▸ TASK ITEM
Look through the listing below and report the lines that have the word "should" in them.

▸ DATA IN THIS EXERCISE
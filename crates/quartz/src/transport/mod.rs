// SPDX-License-Identifier: MIT
// Copyright (c) 2026 Alfred Jean LLC

//! Transport seam between the session and whatever intercepts requests.
//!
//! A transport stands in for the network. It is created when a session
//! starts and torn down with [`Transport::restore`] when it stops. In
//! between it asks its filter whether each call should be intercepted,
//! and hands intercepted calls to the callbacks registered with
//! [`Transport::respond_with`].
//!
//! [`FakeTransport`] is the in-memory implementation used by tests.

mod fake;

pub use fake::FakeTransport;

use crate::headers::Headers;
use crate::route::Route;
use crate::time::ClockHandle;
use http::Method;
use std::fmt;
use std::sync::Arc;
use std::time::Duration;

/// Called with each intercepted call; replies through [`InterceptedRequest::respond`]
pub type ReplyCallback = Arc<dyn Fn(&mut InterceptedRequest) + Send + Sync>;

/// Returns true when the call should bypass interception
pub type RequestFilter = Arc<dyn Fn(&Method, &str) -> bool + Send + Sync>;

/// Runs as soon as a call is created, before filtering
pub type CreateHook = Arc<dyn Fn(&InterceptedRequest) + Send + Sync>;

/// Simulated request/response channel
pub trait Transport {
    fn create(clock: ClockHandle) -> Self
    where
        Self: Sized;

    /// Delay between interception and the reply being produced
    fn set_auto_respond_after(&mut self, latency: Duration);

    /// Register a responder; `None` verb matches every verb
    fn respond_with(&mut self, verb: Option<Method>, route: Route, callback: ReplyCallback);

    fn set_filter(&mut self, filter: RequestFilter);

    fn set_on_create(&mut self, hook: CreateHook);

    /// Stop intercepting
    fn restore(&mut self);
}

/// Identifies one call made through a transport
#[derive(Clone, Copy, Debug, PartialEq, Eq, Hash, PartialOrd, Ord)]
pub struct RequestId(pub u64);

impl fmt::Display for RequestId {
    fn fmt(&self, f: &mut fmt::Formatter<'_>) -> fmt::Result {
        write!(f, "#{}", self.0)
    }
}

/// What a transport did with a call when it was sent
#[derive(Clone, Copy, Debug, PartialEq, Eq)]
pub enum Dispatch {
    /// Intercepted; the reply will be available under this id
    Queued(RequestId),
    /// Not intercepted; would have gone to the real network
    Passthrough,
}

impl Dispatch {
    pub fn id(self) -> Option<RequestId> {
        match self {
            Self::Queued(id) => Some(id),
            Self::Passthrough => None,
        }
    }

    pub fn is_passthrough(self) -> bool {
        matches!(self, Self::Passthrough)
    }
}

/// Simulated reply
#[derive(Clone, Debug, PartialEq, Eq)]
pub struct Reply {
    pub status: u16,
    pub headers: Headers,
    pub body: Option<String>,
}

impl Reply {
    pub fn new(status: u16, headers: Headers, body: Option<String>) -> Self {
        Self {
            status,
            headers,
            body,
        }
    }

    /// Answer for calls no responder dealt with
    pub fn not_found() -> Self {
        Self::new(404, Headers::new(), Some(String::new()))
    }

    pub fn header(&self, name: &str) -> Option<&str> {
        self.headers.get(name)
    }

    pub fn body_str(&self) -> &str {
        self.body.as_deref().unwrap_or("")
    }

    /// Parse the body as JSON
    pub fn json(&self) -> Result<serde_json::Value, serde_json::Error> {
        serde_json::from_str(self.body_str())
    }
}

/// A call held by the transport while it is being answered
#[derive(Clone, Debug)]
pub struct InterceptedRequest {
    id: RequestId,
    method: Method,
    url: String,
    request_headers: Headers,
    body: Option<String>,
    params: Vec<Option<String>>,
    reply: Option<Reply>,
    ignored_replies: u32,
}

impl InterceptedRequest {
    pub fn new(
        id: RequestId,
        method: Method,
        url: impl Into<String>,
        request_headers: Headers,
        body: Option<String>,
    ) -> Self {
        Self {
            id,
            method,
            url: url.into(),
            request_headers,
            body,
            params: Vec::new(),
            reply: None,
            ignored_replies: 0,
        }
    }

    pub fn id(&self) -> RequestId {
        self.id
    }

    pub fn method(&self) -> &Method {
        &self.method
    }

    pub fn url(&self) -> &str {
        &self.url
    }

    pub fn body(&self) -> Option<&str> {
        self.body.as_deref()
    }

    /// Regex capture groups of the route that matched, from group 1
    pub fn params(&self) -> &[Option<String>] {
        &self.params
    }

    /// Set by the transport before the matching responder runs
    pub fn set_params(&mut self, params: Vec<Option<String>>) {
        self.params = params;
    }

    pub fn request_headers(&self) -> &Headers {
        &self.request_headers
    }

    pub fn request_headers_mut(&mut self) -> &mut Headers {
        &mut self.request_headers
    }

    /// Record the reply. Only the first reply counts; later ones return false.
    pub fn respond(&mut self, status: u16, headers: Headers, body: Option<String>) -> bool {
        if self.reply.is_some() {
            self.ignored_replies += 1;
            return false;
        }
        self.reply = Some(Reply::new(status, headers, body));
        true
    }

    pub fn reply(&self) -> Option<&Reply> {
        self.reply.as_ref()
    }

    pub fn is_answered(&self) -> bool {
        self.reply.is_some()
    }

    /// Replies dropped because one was already recorded
    pub fn ignored_replies(&self) -> u32 {
        self.ignored_replies
    }

    pub(crate) fn take_reply(&mut self) -> Option<Reply> {
        self.reply.take()
    }
}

▸ SOLUTION TO THIS PROBLEM
//! between it asks its filter whether each call should be intercepted,
/// Returns true when the call should bypass interception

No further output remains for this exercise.